Model for Wnt-dependent receptor endocytosis directing synapse position. (A) Schematic of a somitic hemisegment with parallel early muscle cells in gray. AChRs (red) are clustered in the center of the muscle fibers along the path where the motor axon (green) will extend. (B) Magnified view of dashed box in A showing a cross-section of a single wild-type muscle fiber. Motor axon growth cones (green) are navigating in the center of cells, precisely where AChRs (red) are clustered. In a Wnt ligand (yellow)-dependent manner, MuSK (blue) translocates from the membrane into Rab11-positive endosomes restricted to the center of muscle cells.
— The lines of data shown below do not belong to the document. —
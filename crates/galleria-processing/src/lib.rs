//! Galleria Processing Library
//!
//! Pure image-side building blocks of the ingestion pipeline:
//! - Metadata extraction (structural + best-effort EXIF capture metadata)
//! - Annotation normalization (loosely-keyed upload annotations)
//! - Thumbnail rendering (fixed-size cover fit, top-anchored crop)
//!
//! Everything here is synchronous and CPU-bound; callers run it under
//! `tokio::task::spawn_blocking`.

pub mod annotations;
pub mod extractor;
pub mod metadata;
pub mod thumbnail;

pub use annotations::{normalize, NormalizedAnnotation};
pub use extractor::{MetadataExtractor, UnsupportedFormat};
pub use metadata::ImageMetadata;
pub use thumbnail::{CropAnchor, RenderError, ThumbnailRenderer};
It is unclear whether Wnt11r and Wnt4a directly activate the MuSK receptor in vivo or act indirectly on MuSK trafficking. Once internalized, the cytoplasmic domain of MuSK binds Dishevelled (orange) and nucleates accumulation of Diversin (Ankrd6; brown), Daam1 (purple) and RhoA (green) to modify the cytoskeleton, ultimately anchoring AChRs to the cell center. (C) Magnified view of showing a cross-section of a wnt11r mutant/wnt4a morphant muscle cell, in which MuSK, Dishevelled, Daam1, Diversin and RhoA are no longer localized in the center. Consequently, AChRs and growth cones (green) are no longer restricted to the muscle center.